Problem to work on
Set down the entries exactly. No line may differ from its source.

Data for processing
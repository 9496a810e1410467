use thiserror::Error;

////////////////////////////////////////////////////////////////////////////////

#[derive(Error, Debug, Clone, PartialEq)]
pub enum Error {
    #[error("lattice size must be positive")]
    InvalidSize,
    #[error("probability {0} is outside of [0, 1]")]
    InvalidProbability(f64),
    #[error("number of simulations must be positive")]
    InvalidTrialCount,
    #[error("probability list is empty")]
    EmptyProbabilities,
    #[error("curve has {p_values} probabilities sampled but {probabilities} estimates")]
    MisalignedCurve {
        p_values: usize,
        probabilities: usize,
    },
    #[error("finite-size fit needs at least two distinct sizes, got {0}")]
    NotEnoughSizes(usize),
    #[error("expected a {expected}x{expected} lattice, got {got}x{got}")]
    DimensionMismatch { expected: usize, got: usize },
    #[error("cell ({row}, {col}) is outside of a {size}x{size} lattice")]
    CellOutOfBounds { row: usize, col: usize, size: usize },
    #[error(transparent)]
    InvalidPicture(#[from] PictureError),
}

////////////////////////////////////////////////////////////////////////////////

#[derive(Error, Debug, Clone, PartialEq, Eq)]
pub enum PictureError {
    #[error("picture has no rows")]
    Empty,
    #[error("row {row} has {got} cells, expected {expected}")]
    RaggedRow {
        row: usize,
        expected: usize,
        got: usize,
    },
    #[error("unexpected character {ch:?} at row {row}, column {col}")]
    UnexpectedChar { ch: char, row: usize, col: usize },
}

////////////////////////////////////////////////////////////////////////////////

pub type Result<T> = std::result::Result<T, Error>;

pub(crate) fn check_size(size: usize) -> Result<()> {
    if size == 0 {
        return Err(Error::InvalidSize);
    }
    Ok(())
}

pub(crate) fn check_probability(p: f64) -> Result<()> {
    if !(0.0..=1.0).contains(&p) {
        return Err(Error::InvalidProbability(p));
    }
    Ok(())
}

Result
repository 9496a810e1410467
use thiserror::Error;

////////////////////////////////////////////////////////////////////////////////

#[derive(Error, Debug, Clone, PartialEq)]
pub enum Error {
    #[error("lattice size must be positive")]
    InvalidSize,
    #[error("probability {0} is outside of [0, 1]")]
    InvalidProbability(f64),
    #[error("number of simulations must be positive")]
    InvalidTrialCount,
    #[error("probability list is empty")]
    EmptyProbabilities,
    #[error("curve has {p_values} probabilities sampled but {probabilities} estimates")]
    MisalignedCurve {
        p_values: usize,
        probabilities: usize,
    },
    #[error("finite-size fit needs at least two distinct sizes, got {0}")]
    NotEnoughSizes(usize),
    #[error("expected a {expected}x{expected} lattice, got {got}x{got}")]
    DimensionMismatch { expected: usize, got: usize },
    #[error("cell ({row}, {col}) is outside of a {size}x{size} lattice")]
    CellOutOfBounds { row: usize, col: usize, size: usize },
    #[error(transparent)]
    InvalidPicture(#[from] PictureError),
}

////////////////////////////////////////////////////////////////////////////////

#[derive(Error, Debug, Clone, PartialEq, Eq)]
pub enum PictureError {
    #[error("picture has no rows")]
    Empty,
    #[error("row {row} has {got} cells, expected {expected}")]
    RaggedRow {
        row: usize,
        expected: usize,
        got: usize,
    },
    #[error("unexpected character {ch:?} at row {row}, column {col}")]
    UnexpectedChar { ch: char, row: usize, col: usize },
}

////////////////////////////////////////////////////////////////////////////////

pub type Result<T> = std::result::Result<T, Error>;

pub(crate) fn check_size(size: usize) -> Result<()> {
    if size == 0 {
        return Err(Error::InvalidSize);
    }
    Ok(())
}

pub(crate) fn check_probability(p: f64) -> Result<()> {
    if !(0.0..=1.0).contains(&p) {
        return Err(Error::InvalidProbability(p));
    }
    Ok(())
}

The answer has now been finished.